Prior to the annual flood of donations during the holiday season, the shelves in the warehouse of the Greater Vancouver Food Bank Society were close to empty. (This photo was taken in November.) A representative says donations have decreased while demand has gone up.

Prior to the annual flood of donations during the holiday season, the shelves in the warehouse of the Greater Vancouver Food Bank Society were close to empty. (This photo was taken in November.) A representative says donations have decreased while demand has gone up.

Credit: supplied

NEWS: Food bank woes a reflection of troubled economy

The holiday season’s spirit of giving can seem like a boon for local charities, but a sad truth is that food banks rely almost exclusively on seasonal philanthropy to get them through the year. According to Doug Aason, community investment director for the Greater Vancouver Food Bank Society (GVFBS), donations spike over Christmas and tend to drop dramatically during the summer months, when use of food banks by parents of school-aged children goes up in the absence of school meal programs and the onset of increased financial burdens from summertime childcare.

In recent weeks, at least, the Strathcona headquarters of the GVFBS are busy, with Aason and his colleagues handling the crucial flow of November-December donations — the most generous influx the food bank will receive all year. But this past fall, before the holiday rush began, the warehouse shelves were emptier than they’d ever been. Overall, donations are on the decline.

“Demand is up, donations are down. It’s a pretty deadly combination,” Aason says. “And the situation this past year that has been one we’ve never seen before. It’s tremendously worrisome.”

What Aason has observed at Vancouver food banks is consistent with information reported in an annual report released in November 2009 by Food Banks Canada, which shows that the effects of the global economic recession that defined 2008 were strongly felt this year. According to the report, 72,000 people were first-time food bank users as a direct result of recession-related job losses and financial difficulty. As of March 2009, 794,738 people used a food bank in Canada, marking an 18-per-cent increase compared to the same time in 2008.

“The food bank isn’t the answer,” Aason says, adding that food banks in Canada started out in the early 1980s as a temporary solution for those struggling to make ends meet. “It’s just the symptom of a bigger problem... that hasn’t been addressed.”

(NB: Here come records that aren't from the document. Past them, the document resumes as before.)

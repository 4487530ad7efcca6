use chrono::{DateTime, Utc};
use serde::{Deserialize, Serialize};
use ulid::Ulid;

/// Unix milliseconds, the only time type the interval logic sees.
pub type Ms = i64;

/// Free-form workspace properties. Stored as JSON, never interpreted.
pub type Properties = serde_json::Map<String, serde_json::Value>;

pub fn to_ms(t: &DateTime<Utc>) -> Ms {
    t.timestamp_millis()
}

/// Half-open interval `[start, end)`.
#[derive(Debug, Clone, Copy, PartialEq, Eq, Hash, Serialize, Deserialize)]
pub struct Span {
    pub start: Ms,
    pub end: Ms,
}

impl Span {
    pub fn new(start: Ms, end: Ms) -> Self {
        debug_assert!(start < end, "Span start must be before end");
        Self { start, end }
    }

    /// `None` unless `start < end`.
    pub fn checked(start: Ms, end: Ms) -> Option<Self> {
        (start < end).then_some(Self { start, end })
    }

    pub fn from_times(start: &DateTime<Utc>, end: &DateTime<Utc>) -> Option<Self> {
        Self::checked(to_ms(start), to_ms(end))
    }

    pub fn duration_ms(&self) -> Ms {
        self.end - self.start
    }

    pub fn overlaps(&self, other: &Span) -> bool {
        self.start < other.end && other.start < self.end
    }

    pub fn contains_instant(&self, t: Ms) -> bool {
        self.start <= t && t < self.end
    }

    /// Returns true if `self` fully contains `other`.
    pub fn contains_span(&self, other: &Span) -> bool {
        self.start <= other.start && other.end <= self.end
    }

    pub fn clamp_to(&self, window: &Span) -> Span {
        Span::new(self.start.max(window.start), self.end.min(window.end))
    }
}

/// What an interval on a workspace timeline represents.
#[derive(Debug, Clone, Copy, PartialEq, Eq, Serialize, Deserialize)]
pub enum IntervalKind {
    /// A live booking. Blocks the workspace outright.
    Booking,
    /// A live offering: the assignee `user_id` releases the workspace.
    Offering { user_id: Ulid },
    /// Long-term ownership by `user_id`.
    Assignment { user_id: Ulid },
}

/// A single interval on a workspace. Bookings, offerings and assignments are all just intervals.
#[derive(Debug, Clone, PartialEq, Eq, Serialize, Deserialize)]
pub struct Interval {
    pub id: Ulid,
    pub span: Span,
    pub kind: IntervalKind,
}

impl Interval {
    pub fn booking(id: Ulid, span: Span) -> Self {
        Self { id, span, kind: IntervalKind::Booking }
    }

    pub fn offering(id: Ulid, span: Span, user_id: Ulid) -> Self {
        Self { id, span, kind: IntervalKind::Offering { user_id } }
    }

    pub fn assignment(id: Ulid, span: Span, user_id: Ulid) -> Self {
        Self { id, span, kind: IntervalKind::Assignment { user_id } }
    }

    pub fn is_booking(&self) -> bool {
        matches!(self.kind, IntervalKind::Booking)
    }
}

/// Every live interval of one workspace, sorted by `span.start`.
#[derive(Debug, Clone, PartialEq, Eq)]
pub struct Timeline {
    pub workspace_id: Ulid,
    pub intervals: Vec<Interval>,
}

impl Timeline {
    pub fn new(workspace_id: Ulid) -> Self {
        Self {
            workspace_id,
            intervals: Vec::new(),
        }
    }

    /// Insert interval maintaining sort order by span.start.
    pub fn insert_interval(&mut self, interval: Interval) {
        let pos = self
            .intervals
            .binary_search_by_key(&interval.span.start, |i| i.span.start)
            .unwrap_or_else(|e| e);
        self.intervals.insert(pos, interval);
    }

    /// Remove interval by id.
    pub fn remove_interval(&mut self, id: Ulid) -> Option<Interval> {
        let pos = self.intervals.iter().position(|i| i.id == id)?;
        Some(self.intervals.remove(pos))
    }

    /// Return only intervals whose span overlaps the query window.
    /// Uses binary search to skip intervals starting at or after `query.end`.
    pub fn overlapping(&self, query: &Span) -> impl Iterator<Item = &Interval> {
        // Everything at index >= right_bound starts at or after query.end → can't overlap.
        let right_bound = self
            .intervals
            .partition_point(|i| i.span.start < query.end);
        self.intervals[..right_bound]
            .iter()
            .filter(move |i| i.span.end > query.start)
    }

    /// Copy of this timeline restricted to intervals overlapping `query`.
    pub fn window(&self, query: &Span) -> Timeline {
        Timeline {
            workspace_id: self.workspace_id,
            intervals: self.overlapping(query).cloned().collect(),
        }
    }
}

// ── Entities ─────────────────────────────────────────────────────

#[derive(Debug, Clone, PartialEq, Eq, Serialize, Deserialize)]
pub struct Floor {
    pub id: Ulid,
    pub name: String,
    pub download_url: String,
    pub address: String,
}

#[derive(Debug, Clone, PartialEq, Serialize, Deserialize)]
pub struct Workspace {
    pub id: Ulid,
    pub name: String,
    pub floor_id: Ulid,
    #[serde(default)]
    pub details: String,
    #[serde(default)]
    pub properties: Properties,
}

#[derive(Debug, Clone, PartialEq, Eq, Serialize, Deserialize)]
pub struct User {
    pub id: Ulid,
    pub name: String,
    #[serde(default)]
    pub department: String,
    pub email: String,
    #[serde(default)]
    pub is_admin: bool,
}

#[derive(Debug, Clone, PartialEq, Eq, Serialize, Deserialize)]
pub struct Assignment {
    pub id: Ulid,
    pub workspace_id: Ulid,
    pub user_id: Ulid,
    pub start_time: DateTime<Utc>,
    pub end_time: DateTime<Utc>,
}

impl Assignment {
    pub fn span(&self) -> Span {
        Span::new(to_ms(&self.start_time), to_ms(&self.end_time))
    }
}

#[derive(Debug, Clone, PartialEq, Eq, Serialize, Deserialize)]
pub struct Booking {
    pub id: Ulid,
    pub workspace_id: Ulid,
    pub user_id: Ulid,
    pub start_time: DateTime<Utc>,
    pub end_time: DateTime<Utc>,
    pub cancelled: bool,
    pub created_by: Ulid,
}

impl Booking {
    pub fn span(&self) -> Span {
        Span::new(to_ms(&self.start_time), to_ms(&self.end_time))
    }
}

#[derive(Debug, Clone, PartialEq, Eq, Serialize, Deserialize)]
pub struct Offering {
    pub id: Ulid,
    pub workspace_id: Ulid,
    pub user_id: Ulid,
    pub start_time: DateTime<Utc>,
    pub end_time: DateTime<Utc>,
    pub cancelled: bool,
    pub created_by: Ulid,
}

impl Offering {
    pub fn span(&self) -> Span {
        Span::new(to_ms(&self.start_time), to_ms(&self.end_time))
    }
}

/// Read-only join of a booking with its workspace, floor and user.
#[derive(Debug, Clone, PartialEq, Eq, Serialize, Deserialize)]
pub struct ExpandedBooking {
    #[serde(flatten)]
    pub booking: Booking,
    pub workspace_name: String,
    pub user_name: String,
    pub floor_id: Ulid,
    pub floor_name: String,
}

/// Read-only join of an offering with its workspace, floor and user.
#[derive(Debug, Clone, PartialEq, Eq, Serialize, Deserialize)]
pub struct ExpandedOffering {
    #[serde(flatten)]
    pub offering: Offering,
    pub workspace_name: String,
    pub user_name: String,
    pub floor_id: Ulid,
    pub floor_name: String,
}

/// A user together with one assignment they hold.
#[derive(Debug, Clone, PartialEq, Eq, Serialize, Deserialize)]
pub struct UserAssignment {
    #[serde(flatten)]
    pub user: User,
    pub assignment_id: Ulid,
    pub workspace_id: Ulid,
    pub start_time: DateTime<Utc>,
    pub end_time: DateTime<Utc>,
}

// ── Inputs ───────────────────────────────────────────────────────

#[derive(Debug, Clone, PartialEq, Eq)]
pub struct NewFloor {
    pub name: String,
    pub address: String,
    pub download_url: String,
}

#[derive(Debug, Clone, PartialEq, Serialize, Deserialize)]
pub struct WorkspaceInput {
    pub name: String,
    pub floor_id: Ulid,
    #[serde(default)]
    pub details: String,
    #[serde(default)]
    pub properties: Properties,
}

/// Body of a booking or offering create/update.
#[derive(Debug, Clone, PartialEq, Eq, Serialize, Deserialize)]
pub struct ReservationInput {
    pub workspace_id: Ulid,
    pub user_id: Ulid,
    pub start_time: DateTime<Utc>,
    pub end_time: DateTime<Utc>,
    /// Defaults to `user_id`.
    #[serde(default)]
    pub created_by: Option<Ulid>,
}

#[derive(Debug, Clone, PartialEq, Eq, Serialize, Deserialize)]
pub struct AssignmentInput {
    pub workspace_id: Ulid,
    pub user_id: Ulid,
    pub start_time: DateTime<Utc>,
    pub end_time: DateTime<Utc>,
    #[serde(default)]
    pub offer_by_default: bool,
}

/// A new workspace together with its first assignment.
#[derive(Debug, Clone, PartialEq, Serialize, Deserialize)]
pub struct AssignedWorkspaceInput {
    #[serde(flatten)]
    pub workspace: WorkspaceInput,
    pub user_id: Ulid,
    pub start_time: DateTime<Utc>,
    pub end_time: DateTime<Utc>,
    #[serde(default)]
    pub offer_by_default: bool,
}

#[derive(Debug, Clone, PartialEq, Serialize)]
pub struct AssignedWorkspace {
    pub workspace: Workspace,
    pub assignment: Assignment,
    pub offering: Option<Offering>,
}

#[derive(Debug, Clone, Copy, Default, PartialEq, Eq, Serialize, Deserialize)]
pub struct DeleteFloor {
    #[serde(default)]
    pub force_delete: bool,
}

/// The event types. This is the WAL record format. `Batch` is the only
/// nesting: its events are logged as one frame and applied together.
///
/// Workspace properties travel as JSON text: bincode cannot decode
/// self-describing values.
#[derive(Debug, Clone, PartialEq, Eq, Serialize, Deserialize)]
pub enum Event {
    FloorCreated {
        floor: Floor,
    },
    FloorRemoved {
        id: Ulid,
        force: bool,
        at: DateTime<Utc>,
    },
    FloorsDeleted {
        ids: Vec<Ulid>,
    },
    WorkspaceSaved {
        id: Ulid,
        name: String,
        floor_id: Ulid,
        details: String,
        properties: String,
    },
    WorkspacePropertiesUpdated {
        id: Ulid,
        properties: String,
    },
    WorkspaceRemoved {
        id: Ulid,
        at: DateTime<Utc>,
    },
    WorkspacesDeleted {
        ids: Vec<Ulid>,
    },
    UserCreated {
        user: User,
    },
    AssignmentCreated {
        assignment: Assignment,
    },
    AssignmentsDeleted {
        ids: Vec<Ulid>,
    },
    BookingSaved {
        booking: Booking,
    },
    BookingsDeleted {
        ids: Vec<Ulid>,
    },
    OfferingSaved {
        offering: Offering,
    },
    OfferingsDeleted {
        ids: Vec<Ulid>,
    },
    Batch {
        events: Vec<Event>,
    },
}
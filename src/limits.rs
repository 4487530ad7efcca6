use crate::model::Ms;

const DAY_MS: Ms = 86_400_000;

pub const MAX_NAME_LEN: usize = 256;
pub const MAX_ADDRESS_LEN: usize = 1024;
pub const MAX_DETAILS_LEN: usize = 8192;
/// Serialized size of a workspace property map.
pub const MAX_PROPERTIES_BYTES: usize = 64 * 1024;

/// 2000-01-01T00:00:00Z
pub const MIN_VALID_TIMESTAMP_MS: Ms = 946_684_800_000;
/// 2200-01-01T00:00:00Z
pub const MAX_VALID_TIMESTAMP_MS: Ms = 7_258_118_400_000;

/// Widest booking, offering or assignment accepted.
pub const MAX_SPAN_DURATION_MS: Ms = 3660 * DAY_MS;
/// Widest window an availability query may ask about.
pub const MAX_QUERY_WINDOW_MS: Ms = 400 * DAY_MS;

/// Floor-plan uploads.
pub const MAX_FLOOR_PLAN_BYTES: usize = 6 << 20;

/// Largest WAL frame written or accepted on replay.
pub const MAX_WAL_FRAME_BYTES: usize = 16 << 20;
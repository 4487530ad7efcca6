//! Out-of-band import of users and assignments from a JSON file.
//!
//! Assignments come from an external HR feed; the HTTP API never creates
//! them. Loading is safe to repeat: known users and identical assignments
//! are skipped.

use std::path::Path;

use anyhow::Context;
use serde::Deserialize;

use crate::engine::{Engine, EngineError};
use crate::model::{AssignmentInput, User};
use crate::store::RecordFilter;

#[derive(Debug, Default, Deserialize)]
pub struct Fixtures {
    #[serde(default)]
    pub users: Vec<User>,
    #[serde(default)]
    pub assignments: Vec<AssignmentInput>,
}

#[derive(Debug, Default, Clone, Copy, PartialEq, Eq)]
pub struct LoadReport {
    pub users_created: usize,
    pub users_skipped: usize,
    pub assignments_created: usize,
    pub assignments_skipped: usize,
    pub offerings_created: usize,
}

pub async fn load_file(engine: &Engine, path: &Path) -> anyhow::Result<LoadReport> {
    let raw = tokio::fs::read(path)
        .await
        .with_context(|| format!("reading fixtures from {}", path.display()))?;
    let fixtures: Fixtures = serde_json::from_slice(&raw)
        .with_context(|| format!("parsing fixtures in {}", path.display()))?;
    let report = apply(engine, fixtures).await?;
    tracing::info!(
        path = %path.display(),
        users = report.users_created,
        assignments = report.assignments_created,
        offerings = report.offerings_created,
        "fixtures loaded"
    );
    Ok(report)
}

pub async fn apply(engine: &Engine, fixtures: Fixtures) -> anyhow::Result<LoadReport> {
    let mut report = LoadReport::default();

    for user in fixtures.users {
        match engine.get_user(user.id).await {
            Ok(_) => report.users_skipped += 1,
            Err(EngineError::NotFound { .. }) => {
                let id = user.id;
                engine
                    .create_user(user)
                    .await
                    .with_context(|| format!("creating user {id}"))?;
                report.users_created += 1;
            }
            Err(e) => return Err(e).context("looking up fixture user"),
        }
    }

    for input in fixtures.assignments {
        let existing = engine
            .list_assignments(RecordFilter::Workspace(input.workspace_id))
            .await
            .context("listing assignments")?;
        let duplicate = existing.iter().any(|a| {
            a.user_id == input.user_id && a.start_time == input.start_time && a.end_time == input.end_time
        });
        if duplicate {
            report.assignments_skipped += 1;
            continue;
        }
        let (workspace_id, user_id) = (input.workspace_id, input.user_id);
        let (_, offering) = engine
            .create_assignment(input)
            .await
            .with_context(|| format!("assigning workspace {workspace_id} to user {user_id}"))?;
        report.assignments_created += 1;
        if offering.is_some() {
            report.offerings_created += 1;
        }
    }

    Ok(report)
}
// ── Workspaces ───────────────────────────────────────────────

#[tokio::test]
async fn workspace_crud() {
    let t = test_app();
    let floor = seed_floor(&t.engine).await;
    let ws = post_workspace(&t.app, floor, "A-1").await;

    let (status, body) = send(
        &t.app,
        with_json("PATCH", &format!("/workspaces/{ws}"), json!({ "name": "A-1 window", "floor_id": floor, "details": "by the window" })),
    )
    .await;
    assert_eq!(status, StatusCode::OK);
    assert_eq!(body["details"], "by the window");

    let (status, body) = send(
        &t.app,
        with_json("PATCH", &format!("/workspaces/{ws}/properties"), json!({ "monitors": 2, "standing": true })),
    )
    .await;
    assert_eq!(status, StatusCode::OK);
    assert_eq!(body["properties"]["monitors"], 2);
    assert_eq!(body["name"], "A-1 window");

    let (status, list) = send(&t.app, get(&format!("/workspaces?floor_id={floor}"))).await;
    assert_eq!(status, StatusCode::OK);
    assert_eq!(list.as_array().unwrap().len(), 1);

    let (status, _) = send(&t.app, Request::builder().method("DELETE").uri(format!("/workspaces/{ws}")).body(Body::empty()).unwrap()).await;
    assert_eq!(status, StatusCode::OK);
    let (status, _) = send(&t.app, get(&format!("/workspaces/{ws}"))).await;
    assert_eq!(status, StatusCode::NOT_FOUND);
}

#[tokio::test]
async fn put_workspace_creates_then_updates() {
    let t = test_app();
    let floor = seed_floor(&t.engine).await;
    let id = Ulid::new();

    let (status, body) = send(&t.app, with_json("PUT", &format!("/workspaces/{id}"), json!({ "name": "B-1", "floor_id": floor }))).await;
    assert_eq!(status, StatusCode::CREATED, "{body}");
    assert_eq!(body["id"], id.to_string());

    let (status, body) = send(&t.app, with_json("PUT", &format!("/workspaces/{id}"), json!({ "name": "B-1 quiet", "floor_id": floor }))).await;
    assert_eq!(status, StatusCode::OK);
    assert_eq!(body["name"], "B-1 quiet");

    let (status, _) = send(&t.app, Request::builder().method("DELETE").uri(format!("/workspaces/{id}")).body(Body::empty()).unwrap()).await;
    assert_eq!(status, StatusCode::OK);
    let (status, body) = send(&t.app, with_json("PUT", &format!("/workspaces/{id}"), json!({ "name": "B-1", "floor_id": floor }))).await;
    assert_eq!(status, StatusCode::FORBIDDEN, "{body}");
}

#[tokio::test]
async fn assigned_workspace_and_floor_ids() {
    let t = test_app();
    let floor = seed_floor(&t.engine).await;
    let owner = seed_user(&t.engine, "Ada").await;
    let guest = seed_user(&t.engine, "Grace").await;

    let (status, created) = send(
        &t.app,
        with_json(
            "POST",
            "/workspaces/assigned",
            json!({
                "name": "C-1",
                "floor_id": floor,
                "user_id": owner,
                "start_time": "2025-03-01T00:00:00Z",
                "end_time": "2025-04-01T00:00:00Z",
                "offer_by_default": true
            }),
        ),
    )
    .await;
    assert_eq!(status, StatusCode::CREATED, "{created}");
    let ws: Ulid = created["workspace"]["id"].as_str().unwrap().parse().unwrap();
    assert_eq!(created["assignment"]["workspace_id"], ws.to_string());
    assert_eq!(created["offering"]["user_id"], owner.to_string());

    let (status, _) = send(
        &t.app,
        with_json("POST", "/bookings", reservation(ws, guest, "2025-03-03T09:00:00Z", "2025-03-03T17:00:00Z")),
    )
    .await;
    assert_eq!(status, StatusCode::CREATED);

    let (status, ids) = send(&t.app, get("/floors/ids")).await;
    assert_eq!(status, StatusCode::OK);
    assert_eq!(ids, json!([floor]));
}

#[tokio::test]
async fn malformed_requests_are_400_with_envelope() {
    let t = test_app();
    let req = Request::builder()
        .method("POST")
        .uri("/workspaces")
        .header(header::CONTENT_TYPE, "application/json")
        .body(Body::from("{not json"))
        .unwrap();
    let (status, body) = send(&t.app, req).await;
    assert_eq!(status, StatusCode::BAD_REQUEST);
    assert_eq!(body["error"]["kind"], "validation");

    let (status, body) = send(&t.app, with_json("POST", "/workspaces", json!({ "name": "no floor" }))).await;
    assert_eq!(status, StatusCode::BAD_REQUEST);
    assert!(body["error"]["message"].is_string());

    let (status, _) = send(&t.app, get("/workspaces/not-a-ulid")).await;
    assert_eq!(status, StatusCode::BAD_REQUEST);

    let (status, body) = send(&t.app, get(&format!("/bookings/{}", Ulid::new()))).await;
    assert_eq!(status, StatusCode::NOT_FOUND);
    assert_eq!(body["error"]["kind"], "not_found");
}

// ── Reservations ─────────────────────────────────────────────

#[tokio::test]
async fn bare_booking_then_overlap_conflicts() {
    let t = test_app();
    let floor = seed_floor(&t.engine).await;
    let ws = post_workspace(&t.app, floor, "A-1").await;
    let u1 = seed_user(&t.engine, "Ada").await;
    let u2 = seed_user(&t.engine, "Grace").await;

    let (status, first) = send(
        &t.app,
        with_json("POST", "/bookings", reservation(ws, u1, "2025-03-01T09:00:00Z", "2025-03-01T10:00:00Z")),
    )
    .await;
    assert_eq!(status, StatusCode::CREATED, "{first}");
    assert_eq!(first["cancelled"], false);
    assert_eq!(first["created_by"], u1.to_string());

    let (status, body) = send(
        &t.app,
        with_json("POST", "/bookings", reservation(ws, u2, "2025-03-01T09:30:00Z", "2025-03-01T10:30:00Z")),
    )
    .await;
    assert_eq!(status, StatusCode::CONFLICT);
    assert_eq!(body["error"]["kind"], "conflict");

    let (status, _) = send(
        &t.app,
        with_json("POST", "/bookings", reservation(ws, u2, "2025-03-01T10:00:00Z", "2025-03-01T11:00:00Z")),
    )
    .await;
    assert_eq!(status, StatusCode::CREATED);

    let (status, body) = send(
        &t.app,
        with_json("POST", "/bookings", reservation(ws, u2, "2025-03-01T12:00:00Z", "2025-03-01T11:00:00Z")),
    )
    .await;
    assert_eq!(status, StatusCode::BAD_REQUEST);
    assert_eq!(body["error"]["kind"], "validation");
}

#[tokio::test]
async fn offering_unlocks_assigned_workspace() {
    let t = test_app();
    let floor = seed_floor(&t.engine).await;
    let ws = post_workspace(&t.app, floor, "A-1").await;
    let owner = seed_user(&t.engine, "Ada").await;
    let guest = seed_user(&t.engine, "Grace").await;

    let (status, _) = send(
        &t.app,
        with_json("POST", "/offerings", reservation(ws, owner, "2025-03-01T09:00:00Z", "2025-03-01T10:00:00Z")),
    )
    .await;
    assert_eq!(status, StatusCode::CONFLICT);

    t.engine
        .create_assignment(AssignmentInput {
            workspace_id: ws,
            user_id: owner,
            start_time: "2025-03-01T00:00:00Z".parse().unwrap(),
            end_time: "2026-01-01T00:00:00Z".parse().unwrap(),
            offer_by_default: false,
        })
        .await
        .unwrap();

    let booking = reservation(ws, guest, "2025-03-01T09:00:00Z", "2025-03-01T10:00:00Z");
    let (status, _) = send(&t.app, with_json("POST", "/bookings", booking.clone())).await;
    assert_eq!(status, StatusCode::CONFLICT);

    let (status, offering) = send(
        &t.app,
        with_json("POST", "/offerings", reservation(ws, owner, "2025-03-01T09:00:00Z", "2025-03-01T10:00:00Z")),
    )
    .await;
    assert_eq!(status, StatusCode::CREATED, "{offering}");

    let (status, _) = send(&t.app, with_json("POST", "/bookings", booking)).await;
    assert_eq!(status, StatusCode::CREATED);

    let (status, covering) = send(
        &t.app,
        get(&format!("/workspaces/{ws}/offering?start=2025-03-01T09:15:00Z&end=2025-03-01T09:45:00Z")),
    )
    .await;
    assert_eq!(status, StatusCode::OK);
    assert_eq!(covering["id"], offering["id"]);

    let (status, assignment) = send(
        &t.app,
        get(&format!("/workspaces/{ws}/assignment?start=2025-03-01T09:00:00Z&end=2025-03-02T09:00:00Z")),
    )
    .await;
    assert_eq!(status, StatusCode::OK);
    assert_eq!(assignment["assigned"], true);
    assert_eq!(assignment["fully_assigned"], true);

    let (status, users) = send(&t.app, get("/assignments/users?at=2025-06-01T00:00:00Z")).await;
    assert_eq!(status, StatusCode::OK);
    assert_eq!(users[0]["name"], "Ada");
    let (status, _) = send(&t.app, get("/assignments/users")).await;
    assert_eq!(status, StatusCode::BAD_REQUEST);
}

#[tokio::test]
async fn availability_endpoint_matches_booking_outcome() {
    let t = test_app();
    let floor = seed_floor(&t.engine).await;
    let free = post_workspace(&t.app, floor, "free").await;
    let taken = post_workspace(&t.app, floor, "taken").await;
    let user = seed_user(&t.engine, "Ada").await;
    let (status, _) = send(
        &t.app,
        with_json("POST", "/bookings", reservation(taken, user, "2025-03-01T09:00:00Z", "2025-03-01T17:00:00Z")),
    )
    .await;
    assert_eq!(status, StatusCode::CREATED);

    let (status, body) = send(
        &t.app,
        get(&format!("/floors/{floor}/availability?start=2025-03-01T12:00:00Z&end=2025-03-01T13:00:00Z")),
    )
    .await;
    assert_eq!(status, StatusCode::OK);
    assert_eq!(body["workspace_ids"], json!([free]));

    let (status, _) = send(&t.app, get(&format!("/floors/{floor}/availability?start=2025-03-01T12:00:00Z"))).await;
    assert_eq!(status, StatusCode::BAD_REQUEST);
}

#[tokio::test]
async fn cancel_is_idempotent_and_lists_filter() {
    let t = test_app();
    let floor = seed_floor(&t.engine).await;
    let ws = post_workspace(&t.app, floor, "A-1").await;
    let user = seed_user(&t.engine, "Ada").await;
    let (_, booking) = send(
        &t.app,
        with_json("POST", "/bookings", reservation(ws, user, "2025-03-01T09:00:00Z", "2025-03-01T10:00:00Z")),
    )
    .await;
    let id = booking["id"].as_str().unwrap().to_string();

    let delete = || Request::builder().method("DELETE").uri(format!("/bookings/{id}")).body(Body::empty()).unwrap();
    let (status, first) = send(&t.app, delete()).await;
    assert_eq!(status, StatusCode::OK);
    assert_eq!(first["cancelled"], true);
    let (status, second) = send(&t.app, delete()).await;
    assert_eq!(status, StatusCode::OK);
    assert_eq!(first, second);

    let (status, list) = send(&t.app, get(&format!("/bookings?user_id={user}&expand=true"))).await;
    assert_eq!(status, StatusCode::OK);
    assert_eq!(list[0]["workspace_name"], "A-1");
    assert_eq!(list[0]["floor_name"], "Ground");

    let (status, list) = send(&t.app, get("/bookings?start=2025-03-01T10:00:00Z&end=2025-03-01T11:00:00Z")).await;
    assert_eq!(status, StatusCode::OK);
    assert!(list.as_array().unwrap().is_empty());

    let (status, _) = send(&t.app, get(&format!("/bookings?user_id={user}&workspace_id={ws}"))).await;
    assert_eq!(status, StatusCode::BAD_REQUEST);

    let (status, body) = send(
        &t.app,
        with_json("PATCH", &format!("/bookings/{id}"), reservation(ws, user, "2025-03-01T11:00:00Z", "2025-03-01T12:00:00Z")),
    )
    .await;
    assert_eq!(status, StatusCode::FORBIDDEN);
    assert_eq!(body["error"]["kind"], "invalid_operation");
}

// ── Deadline ─────────────────────────────────────────────────

struct SlowSink;

#[async_trait]
impl ImageSink for SlowSink {
    async fn upload(&self, _name: &str, _content_type: &str, _body: Bytes) -> Result<String, SinkError> {
        tokio::time::sleep(Duration::from_secs(5)).await;
        Ok("late".into())
    }
}

#[tokio::test]
async fn slow_request_hits_deadline() {
    let t = build(
        Arc::new(SlowSink),
        MemoryImageSink::new(),
        RouterOptions {
            request_timeout: Duration::from_millis(50),
            max_in_flight: 4,
        },
    );
    let (status, body) = send(
        &t.app,
        multipart(&[("name", None, "Ground".as_bytes()), ("address", None, "1 Main St".as_bytes()), ("image", Some("p.png"), PNG)]),
    )
    .await;
    assert_eq!(status, StatusCode::GATEWAY_TIMEOUT);
    assert_eq!(body["error"]["kind"], "timeout");
    assert!(t.engine.list_floors().await.unwrap().is_empty());
    assert!(t.store.get_all_floors().await.unwrap().is_empty());
}

// ── Logging ──────────────────────────────────────────────────

#[derive(Clone, Default)]
struct CapturedLogs(Arc<std::sync::Mutex<Vec<u8>>>);

impl CapturedLogs {
    fn text(&self) -> String {
        String::from_utf8_lossy(&self.0.lock().unwrap()).into_owned()
    }
}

Shuana MacKinnon, director of the Winnipeg branch of the Canadian Centre for Policy Alternatives, authored a Dec. 21 article titled “Putting the Spirit of Giving in Context,” as part of an effort to highlight how food banks fill a gap in society that governments should be taking care of themselves. Most troubling, perhaps, is MacKinnon’s assertion that food banks make governments and citizens complacent to persistent inequalities that cannot be addressed by seasonal philanthropy. “Unfortunately, public calls for charity donations neglect to draw attention to the inequality that creates need [in the first place],” she says. “The public is not challenged to consider the social and economic structures that have created the need for charities to serve the poor.”

Moreover, food banks and holiday charity drives let governments off the hook for issues they should examine more thoroughly, MacKinnon says. “Seeking donations to help the poor without providing context as to why we have so much poverty in a world of plenty allows us to individualize poverty,” she explains. “We allow ourselves to believe that [food bank users] are not like us — we would never be poor like them, but we will help them at Christmastime because we feel sorry for them, and giving makes us feel better.”

As long as food banks remain a permanent fixture of Canada’s charity landscape, MacKinnon says, governments will continue to shirk responsibilities in addressing poverty reduction. “The demand for food banks tells us that our country is failing to reduce inequality in a land of plenty. We should be outraged,” she says. “Our only hope is if provincial governments work together by implementing their own strategies and mobilizing public pressure to get the federal government on side.”

While Aason points out that the GVFBS does not receive government funding so that it can work independently to advocate for food security and poverty reduction, he emphasizes the role that food banks play in filling poverty gaps that governments leave behind. “Really, we’re there as a result of certain things failing in our system,” he says. “All of us here would love to be out of business and see people getting access to food that [they] need, and having a livable wage and affordable housing and a vibrant economy. But... 27 years ago, this was just a temporary thing that was set up to deal with a difficult economic downturn.”